Data records:
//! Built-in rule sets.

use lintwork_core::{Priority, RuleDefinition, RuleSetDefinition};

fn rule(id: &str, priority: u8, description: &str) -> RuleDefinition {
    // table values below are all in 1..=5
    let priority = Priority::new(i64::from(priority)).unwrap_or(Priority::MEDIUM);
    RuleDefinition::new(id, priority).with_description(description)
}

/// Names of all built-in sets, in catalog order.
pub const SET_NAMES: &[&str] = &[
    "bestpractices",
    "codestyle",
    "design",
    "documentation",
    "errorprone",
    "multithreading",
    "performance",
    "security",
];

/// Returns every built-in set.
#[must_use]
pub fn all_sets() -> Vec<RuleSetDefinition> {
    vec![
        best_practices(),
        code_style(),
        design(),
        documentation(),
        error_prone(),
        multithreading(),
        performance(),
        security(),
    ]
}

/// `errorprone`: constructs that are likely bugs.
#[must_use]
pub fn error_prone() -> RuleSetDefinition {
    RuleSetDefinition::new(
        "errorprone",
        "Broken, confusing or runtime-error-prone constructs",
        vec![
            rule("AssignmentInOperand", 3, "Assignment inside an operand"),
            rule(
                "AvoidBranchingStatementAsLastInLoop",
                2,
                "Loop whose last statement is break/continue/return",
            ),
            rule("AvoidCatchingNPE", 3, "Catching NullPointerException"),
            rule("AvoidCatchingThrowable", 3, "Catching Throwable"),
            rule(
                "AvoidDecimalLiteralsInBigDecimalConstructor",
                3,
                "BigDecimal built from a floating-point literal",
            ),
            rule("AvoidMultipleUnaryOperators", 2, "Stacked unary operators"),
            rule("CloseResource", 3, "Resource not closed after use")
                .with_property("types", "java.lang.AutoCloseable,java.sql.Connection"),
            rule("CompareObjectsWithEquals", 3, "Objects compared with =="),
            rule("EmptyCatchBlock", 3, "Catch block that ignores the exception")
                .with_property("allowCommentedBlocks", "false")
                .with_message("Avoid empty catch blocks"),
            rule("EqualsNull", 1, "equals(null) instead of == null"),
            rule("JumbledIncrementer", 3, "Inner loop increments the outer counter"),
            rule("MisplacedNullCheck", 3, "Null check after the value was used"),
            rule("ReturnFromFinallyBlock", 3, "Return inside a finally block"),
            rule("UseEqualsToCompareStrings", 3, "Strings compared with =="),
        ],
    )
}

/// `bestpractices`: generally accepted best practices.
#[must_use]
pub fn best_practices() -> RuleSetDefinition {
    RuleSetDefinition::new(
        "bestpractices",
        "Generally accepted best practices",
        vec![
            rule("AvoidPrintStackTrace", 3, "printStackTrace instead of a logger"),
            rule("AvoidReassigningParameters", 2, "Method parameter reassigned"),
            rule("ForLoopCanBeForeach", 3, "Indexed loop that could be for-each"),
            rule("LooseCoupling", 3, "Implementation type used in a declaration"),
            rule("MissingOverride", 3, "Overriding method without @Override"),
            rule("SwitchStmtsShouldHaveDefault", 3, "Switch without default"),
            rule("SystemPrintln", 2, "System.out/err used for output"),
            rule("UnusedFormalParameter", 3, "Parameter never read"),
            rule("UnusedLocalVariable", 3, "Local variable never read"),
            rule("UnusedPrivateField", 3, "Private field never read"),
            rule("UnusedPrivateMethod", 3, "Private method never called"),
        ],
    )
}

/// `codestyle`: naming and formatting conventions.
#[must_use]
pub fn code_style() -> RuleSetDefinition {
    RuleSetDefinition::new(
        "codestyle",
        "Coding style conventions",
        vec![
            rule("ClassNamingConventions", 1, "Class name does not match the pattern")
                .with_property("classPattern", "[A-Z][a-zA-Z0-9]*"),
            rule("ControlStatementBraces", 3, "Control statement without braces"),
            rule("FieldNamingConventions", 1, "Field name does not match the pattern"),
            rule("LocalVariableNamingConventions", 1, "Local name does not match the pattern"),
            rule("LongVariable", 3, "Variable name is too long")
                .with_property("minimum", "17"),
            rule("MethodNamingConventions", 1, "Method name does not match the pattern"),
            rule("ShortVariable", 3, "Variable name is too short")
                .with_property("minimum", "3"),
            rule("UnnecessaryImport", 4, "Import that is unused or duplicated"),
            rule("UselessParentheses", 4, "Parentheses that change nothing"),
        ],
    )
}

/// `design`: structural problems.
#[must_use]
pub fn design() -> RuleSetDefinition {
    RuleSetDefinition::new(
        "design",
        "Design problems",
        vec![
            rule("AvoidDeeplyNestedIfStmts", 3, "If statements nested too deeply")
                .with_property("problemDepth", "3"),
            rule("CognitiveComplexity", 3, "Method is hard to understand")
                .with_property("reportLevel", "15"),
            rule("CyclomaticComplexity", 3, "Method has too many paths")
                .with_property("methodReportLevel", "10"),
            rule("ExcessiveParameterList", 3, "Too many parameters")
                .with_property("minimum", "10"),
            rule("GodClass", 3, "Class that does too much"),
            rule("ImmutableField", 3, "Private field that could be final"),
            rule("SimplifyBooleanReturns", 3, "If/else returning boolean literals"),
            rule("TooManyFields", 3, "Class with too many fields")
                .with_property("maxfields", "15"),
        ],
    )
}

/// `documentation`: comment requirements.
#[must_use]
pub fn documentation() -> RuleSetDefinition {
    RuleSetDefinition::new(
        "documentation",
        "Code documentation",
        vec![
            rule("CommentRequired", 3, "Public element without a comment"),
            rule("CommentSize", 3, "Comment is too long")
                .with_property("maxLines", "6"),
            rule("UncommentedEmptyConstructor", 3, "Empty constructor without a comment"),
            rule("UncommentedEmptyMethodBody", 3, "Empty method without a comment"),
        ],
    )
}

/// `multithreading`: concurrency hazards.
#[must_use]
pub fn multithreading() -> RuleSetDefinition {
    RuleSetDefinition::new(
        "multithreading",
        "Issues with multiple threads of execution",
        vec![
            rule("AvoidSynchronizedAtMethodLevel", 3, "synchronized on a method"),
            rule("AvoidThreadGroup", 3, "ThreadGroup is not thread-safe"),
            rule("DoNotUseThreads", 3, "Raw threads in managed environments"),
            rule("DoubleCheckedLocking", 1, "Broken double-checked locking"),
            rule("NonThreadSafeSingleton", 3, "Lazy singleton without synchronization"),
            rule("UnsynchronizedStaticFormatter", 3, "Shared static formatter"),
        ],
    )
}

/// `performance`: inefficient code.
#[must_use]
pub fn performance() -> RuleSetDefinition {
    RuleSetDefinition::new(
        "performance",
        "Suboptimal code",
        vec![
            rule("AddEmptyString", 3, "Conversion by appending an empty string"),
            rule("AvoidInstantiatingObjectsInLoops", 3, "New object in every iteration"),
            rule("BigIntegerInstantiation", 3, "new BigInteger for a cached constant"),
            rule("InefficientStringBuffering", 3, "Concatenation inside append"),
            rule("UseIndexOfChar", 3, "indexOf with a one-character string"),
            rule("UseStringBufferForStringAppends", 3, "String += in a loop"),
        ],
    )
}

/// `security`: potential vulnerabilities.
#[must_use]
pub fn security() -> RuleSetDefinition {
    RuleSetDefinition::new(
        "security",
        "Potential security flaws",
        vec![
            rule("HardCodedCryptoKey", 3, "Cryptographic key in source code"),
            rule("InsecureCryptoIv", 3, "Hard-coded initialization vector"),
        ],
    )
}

...

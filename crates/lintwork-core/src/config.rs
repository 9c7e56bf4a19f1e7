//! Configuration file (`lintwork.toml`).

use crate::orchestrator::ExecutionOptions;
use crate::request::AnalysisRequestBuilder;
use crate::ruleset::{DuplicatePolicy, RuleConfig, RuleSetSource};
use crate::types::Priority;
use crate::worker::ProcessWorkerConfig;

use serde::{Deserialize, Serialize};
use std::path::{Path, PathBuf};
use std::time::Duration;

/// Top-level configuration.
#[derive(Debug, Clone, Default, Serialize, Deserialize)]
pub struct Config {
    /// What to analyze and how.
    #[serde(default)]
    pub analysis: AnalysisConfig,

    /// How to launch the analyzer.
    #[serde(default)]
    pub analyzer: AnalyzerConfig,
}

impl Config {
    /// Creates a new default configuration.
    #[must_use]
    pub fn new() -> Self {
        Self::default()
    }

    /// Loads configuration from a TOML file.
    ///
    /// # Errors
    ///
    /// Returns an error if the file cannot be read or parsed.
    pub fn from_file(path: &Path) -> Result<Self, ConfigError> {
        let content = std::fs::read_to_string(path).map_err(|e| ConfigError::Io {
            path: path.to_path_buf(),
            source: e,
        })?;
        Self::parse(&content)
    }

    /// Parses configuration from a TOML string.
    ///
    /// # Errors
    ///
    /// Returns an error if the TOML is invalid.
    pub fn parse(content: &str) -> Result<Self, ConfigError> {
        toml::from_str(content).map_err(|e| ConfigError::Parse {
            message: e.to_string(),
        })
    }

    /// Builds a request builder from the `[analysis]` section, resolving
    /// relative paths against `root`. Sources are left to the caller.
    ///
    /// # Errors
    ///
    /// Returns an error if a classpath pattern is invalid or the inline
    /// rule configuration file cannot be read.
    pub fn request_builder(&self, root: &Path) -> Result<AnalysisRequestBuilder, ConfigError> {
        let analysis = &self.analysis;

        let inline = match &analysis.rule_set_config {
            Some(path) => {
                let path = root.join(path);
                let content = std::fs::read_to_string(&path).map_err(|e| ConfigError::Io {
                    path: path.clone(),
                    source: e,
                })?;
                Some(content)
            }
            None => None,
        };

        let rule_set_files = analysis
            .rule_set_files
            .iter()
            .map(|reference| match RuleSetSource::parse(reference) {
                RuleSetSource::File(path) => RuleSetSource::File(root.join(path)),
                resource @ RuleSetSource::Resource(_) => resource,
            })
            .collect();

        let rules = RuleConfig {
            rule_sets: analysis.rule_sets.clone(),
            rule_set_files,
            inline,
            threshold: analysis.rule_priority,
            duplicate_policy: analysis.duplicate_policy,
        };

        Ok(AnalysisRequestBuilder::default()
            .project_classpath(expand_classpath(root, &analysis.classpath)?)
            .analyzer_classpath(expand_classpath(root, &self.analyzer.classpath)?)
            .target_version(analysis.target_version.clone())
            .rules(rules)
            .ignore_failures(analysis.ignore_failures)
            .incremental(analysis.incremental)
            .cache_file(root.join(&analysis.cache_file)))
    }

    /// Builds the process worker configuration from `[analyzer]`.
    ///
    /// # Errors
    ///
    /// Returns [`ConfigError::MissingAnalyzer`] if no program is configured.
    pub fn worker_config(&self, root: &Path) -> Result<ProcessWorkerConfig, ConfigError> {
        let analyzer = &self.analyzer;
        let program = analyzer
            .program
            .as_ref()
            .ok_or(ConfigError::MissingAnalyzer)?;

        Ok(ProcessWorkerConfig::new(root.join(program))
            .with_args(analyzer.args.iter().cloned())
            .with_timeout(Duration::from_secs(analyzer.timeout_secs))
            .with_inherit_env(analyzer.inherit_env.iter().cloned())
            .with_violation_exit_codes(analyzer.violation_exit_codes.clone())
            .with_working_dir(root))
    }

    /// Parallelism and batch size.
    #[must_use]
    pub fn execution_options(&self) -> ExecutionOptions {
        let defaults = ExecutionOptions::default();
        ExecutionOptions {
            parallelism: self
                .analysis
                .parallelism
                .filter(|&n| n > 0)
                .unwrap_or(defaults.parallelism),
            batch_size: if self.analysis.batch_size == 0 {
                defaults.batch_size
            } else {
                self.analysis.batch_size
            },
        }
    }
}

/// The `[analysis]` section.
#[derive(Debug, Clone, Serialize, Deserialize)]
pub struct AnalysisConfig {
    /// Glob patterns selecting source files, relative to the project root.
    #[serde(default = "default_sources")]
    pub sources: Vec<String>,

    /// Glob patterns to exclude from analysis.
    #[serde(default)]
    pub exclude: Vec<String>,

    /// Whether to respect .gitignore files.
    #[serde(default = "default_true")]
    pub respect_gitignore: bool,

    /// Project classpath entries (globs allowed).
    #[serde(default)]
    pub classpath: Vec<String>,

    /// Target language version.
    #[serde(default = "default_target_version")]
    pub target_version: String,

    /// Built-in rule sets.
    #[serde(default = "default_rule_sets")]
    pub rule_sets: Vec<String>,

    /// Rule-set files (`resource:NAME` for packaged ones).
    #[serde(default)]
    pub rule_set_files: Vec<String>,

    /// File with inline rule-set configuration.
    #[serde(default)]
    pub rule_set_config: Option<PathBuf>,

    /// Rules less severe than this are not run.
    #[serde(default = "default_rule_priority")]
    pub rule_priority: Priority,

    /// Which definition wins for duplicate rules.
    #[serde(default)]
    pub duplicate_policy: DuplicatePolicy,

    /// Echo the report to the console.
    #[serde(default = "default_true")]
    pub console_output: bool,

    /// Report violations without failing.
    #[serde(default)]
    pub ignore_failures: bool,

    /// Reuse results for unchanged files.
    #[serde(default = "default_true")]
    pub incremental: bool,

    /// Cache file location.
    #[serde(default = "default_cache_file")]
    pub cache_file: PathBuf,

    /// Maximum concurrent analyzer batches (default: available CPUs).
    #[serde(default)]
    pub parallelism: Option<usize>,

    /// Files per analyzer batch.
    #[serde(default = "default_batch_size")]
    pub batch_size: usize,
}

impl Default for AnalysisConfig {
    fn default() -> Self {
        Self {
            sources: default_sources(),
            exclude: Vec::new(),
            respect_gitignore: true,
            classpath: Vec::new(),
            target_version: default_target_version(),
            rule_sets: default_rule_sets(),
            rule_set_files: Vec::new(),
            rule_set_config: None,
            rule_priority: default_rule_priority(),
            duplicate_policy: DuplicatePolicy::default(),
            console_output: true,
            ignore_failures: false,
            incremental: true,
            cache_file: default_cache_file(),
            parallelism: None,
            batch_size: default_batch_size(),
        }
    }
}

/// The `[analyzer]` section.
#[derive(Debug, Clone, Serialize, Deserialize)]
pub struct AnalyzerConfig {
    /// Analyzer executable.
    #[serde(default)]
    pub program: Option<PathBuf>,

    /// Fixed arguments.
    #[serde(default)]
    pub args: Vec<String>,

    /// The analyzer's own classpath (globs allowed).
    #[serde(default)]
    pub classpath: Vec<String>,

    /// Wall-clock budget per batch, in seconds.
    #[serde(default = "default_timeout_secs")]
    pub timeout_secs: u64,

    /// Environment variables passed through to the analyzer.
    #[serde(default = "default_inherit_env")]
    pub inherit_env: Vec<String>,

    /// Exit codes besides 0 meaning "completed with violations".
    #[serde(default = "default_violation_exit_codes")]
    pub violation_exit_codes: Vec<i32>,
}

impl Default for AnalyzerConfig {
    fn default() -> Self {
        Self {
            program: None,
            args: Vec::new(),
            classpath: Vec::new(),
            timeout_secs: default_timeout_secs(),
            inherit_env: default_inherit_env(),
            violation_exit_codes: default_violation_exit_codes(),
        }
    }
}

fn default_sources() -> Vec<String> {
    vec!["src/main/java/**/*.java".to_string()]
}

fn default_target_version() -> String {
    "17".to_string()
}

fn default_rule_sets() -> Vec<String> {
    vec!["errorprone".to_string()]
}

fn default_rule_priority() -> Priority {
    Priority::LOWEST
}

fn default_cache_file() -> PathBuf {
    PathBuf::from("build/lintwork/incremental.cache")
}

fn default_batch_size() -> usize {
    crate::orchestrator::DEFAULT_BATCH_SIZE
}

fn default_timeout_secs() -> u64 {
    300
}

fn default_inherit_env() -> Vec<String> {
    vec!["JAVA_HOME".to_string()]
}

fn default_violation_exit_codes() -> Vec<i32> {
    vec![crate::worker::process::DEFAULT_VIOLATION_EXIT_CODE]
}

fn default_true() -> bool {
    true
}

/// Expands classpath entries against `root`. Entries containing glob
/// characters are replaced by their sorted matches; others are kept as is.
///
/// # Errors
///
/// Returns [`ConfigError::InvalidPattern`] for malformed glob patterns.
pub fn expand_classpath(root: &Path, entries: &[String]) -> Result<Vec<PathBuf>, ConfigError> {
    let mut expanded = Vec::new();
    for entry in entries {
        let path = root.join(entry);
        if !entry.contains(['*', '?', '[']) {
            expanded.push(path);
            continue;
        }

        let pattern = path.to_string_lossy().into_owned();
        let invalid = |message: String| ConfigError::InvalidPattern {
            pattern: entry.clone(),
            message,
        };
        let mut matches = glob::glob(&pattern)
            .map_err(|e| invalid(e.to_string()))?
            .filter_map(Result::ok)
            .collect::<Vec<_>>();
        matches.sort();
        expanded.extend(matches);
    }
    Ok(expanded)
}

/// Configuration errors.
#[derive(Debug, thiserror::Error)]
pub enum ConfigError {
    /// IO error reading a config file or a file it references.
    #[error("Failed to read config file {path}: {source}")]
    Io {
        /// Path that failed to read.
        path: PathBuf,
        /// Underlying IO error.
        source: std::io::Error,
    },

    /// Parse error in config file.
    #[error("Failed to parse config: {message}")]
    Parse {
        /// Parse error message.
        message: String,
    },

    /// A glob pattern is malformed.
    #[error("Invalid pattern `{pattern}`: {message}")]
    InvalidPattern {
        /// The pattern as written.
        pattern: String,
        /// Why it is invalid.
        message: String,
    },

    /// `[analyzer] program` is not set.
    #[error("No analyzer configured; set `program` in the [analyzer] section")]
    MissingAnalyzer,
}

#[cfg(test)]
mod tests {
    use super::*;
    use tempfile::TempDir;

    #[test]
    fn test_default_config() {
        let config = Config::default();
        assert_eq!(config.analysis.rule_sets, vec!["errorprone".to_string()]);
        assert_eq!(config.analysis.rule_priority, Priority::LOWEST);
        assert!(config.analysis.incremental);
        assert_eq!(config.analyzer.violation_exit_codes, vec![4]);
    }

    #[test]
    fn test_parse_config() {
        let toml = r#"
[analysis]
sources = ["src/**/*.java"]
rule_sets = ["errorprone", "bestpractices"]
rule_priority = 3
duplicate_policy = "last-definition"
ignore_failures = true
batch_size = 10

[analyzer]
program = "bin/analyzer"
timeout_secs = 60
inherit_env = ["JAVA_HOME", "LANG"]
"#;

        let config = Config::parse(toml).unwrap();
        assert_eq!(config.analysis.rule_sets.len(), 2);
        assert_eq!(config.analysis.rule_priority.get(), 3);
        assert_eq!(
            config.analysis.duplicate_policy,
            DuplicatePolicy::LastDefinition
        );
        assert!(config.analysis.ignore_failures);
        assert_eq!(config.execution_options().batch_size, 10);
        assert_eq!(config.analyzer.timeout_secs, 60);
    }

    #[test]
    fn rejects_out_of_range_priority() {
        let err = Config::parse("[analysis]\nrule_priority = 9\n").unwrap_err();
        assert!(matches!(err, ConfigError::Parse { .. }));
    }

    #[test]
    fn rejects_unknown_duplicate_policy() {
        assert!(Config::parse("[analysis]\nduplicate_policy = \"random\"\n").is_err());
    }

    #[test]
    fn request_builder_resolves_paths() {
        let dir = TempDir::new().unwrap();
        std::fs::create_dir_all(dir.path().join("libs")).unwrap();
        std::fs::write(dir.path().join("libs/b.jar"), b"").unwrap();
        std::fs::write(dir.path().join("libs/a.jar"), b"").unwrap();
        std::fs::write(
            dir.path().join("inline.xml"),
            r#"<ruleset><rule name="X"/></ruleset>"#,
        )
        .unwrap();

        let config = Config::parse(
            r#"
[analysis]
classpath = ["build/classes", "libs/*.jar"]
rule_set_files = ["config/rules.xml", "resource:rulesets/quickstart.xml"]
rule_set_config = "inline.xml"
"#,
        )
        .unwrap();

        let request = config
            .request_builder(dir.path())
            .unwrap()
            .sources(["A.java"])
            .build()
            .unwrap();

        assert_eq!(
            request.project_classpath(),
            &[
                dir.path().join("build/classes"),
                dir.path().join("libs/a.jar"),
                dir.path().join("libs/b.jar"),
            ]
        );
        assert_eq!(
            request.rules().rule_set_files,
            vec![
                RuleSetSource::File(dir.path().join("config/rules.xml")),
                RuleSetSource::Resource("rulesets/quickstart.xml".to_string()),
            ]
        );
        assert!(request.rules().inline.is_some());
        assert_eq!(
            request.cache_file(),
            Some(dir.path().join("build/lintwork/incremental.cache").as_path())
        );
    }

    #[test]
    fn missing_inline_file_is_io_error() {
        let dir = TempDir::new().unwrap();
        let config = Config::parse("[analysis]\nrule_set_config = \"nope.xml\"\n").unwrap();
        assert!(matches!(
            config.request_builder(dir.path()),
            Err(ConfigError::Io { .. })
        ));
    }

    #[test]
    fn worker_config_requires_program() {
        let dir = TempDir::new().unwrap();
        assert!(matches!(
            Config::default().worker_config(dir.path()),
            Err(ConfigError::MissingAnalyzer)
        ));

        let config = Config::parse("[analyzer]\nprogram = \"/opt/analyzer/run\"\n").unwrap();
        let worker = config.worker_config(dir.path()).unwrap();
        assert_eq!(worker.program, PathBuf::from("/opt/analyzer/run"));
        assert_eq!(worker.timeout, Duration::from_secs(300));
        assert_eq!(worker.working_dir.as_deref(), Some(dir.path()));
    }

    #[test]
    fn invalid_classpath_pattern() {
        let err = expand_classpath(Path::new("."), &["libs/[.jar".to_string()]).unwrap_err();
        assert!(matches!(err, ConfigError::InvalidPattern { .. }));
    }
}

--

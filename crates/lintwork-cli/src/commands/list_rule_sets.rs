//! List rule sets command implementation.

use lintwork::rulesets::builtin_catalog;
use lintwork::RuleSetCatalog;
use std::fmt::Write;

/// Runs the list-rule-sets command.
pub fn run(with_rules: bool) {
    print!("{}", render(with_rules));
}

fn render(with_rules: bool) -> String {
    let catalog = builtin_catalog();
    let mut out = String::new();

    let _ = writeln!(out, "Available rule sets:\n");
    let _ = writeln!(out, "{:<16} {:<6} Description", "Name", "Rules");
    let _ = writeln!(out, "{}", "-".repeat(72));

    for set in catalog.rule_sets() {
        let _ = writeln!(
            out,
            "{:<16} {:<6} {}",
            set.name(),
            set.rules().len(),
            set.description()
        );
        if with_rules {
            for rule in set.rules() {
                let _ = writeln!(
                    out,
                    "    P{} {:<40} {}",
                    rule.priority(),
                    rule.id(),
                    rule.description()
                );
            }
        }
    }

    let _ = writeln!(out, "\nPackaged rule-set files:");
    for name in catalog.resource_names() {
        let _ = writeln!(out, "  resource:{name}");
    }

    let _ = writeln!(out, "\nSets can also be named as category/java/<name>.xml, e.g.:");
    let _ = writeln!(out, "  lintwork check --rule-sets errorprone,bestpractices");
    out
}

Your goal: Find the string "problems" in the entries above and return each line that holds it.

Answer box:
/// `design`: structural problems.
        "Design problems",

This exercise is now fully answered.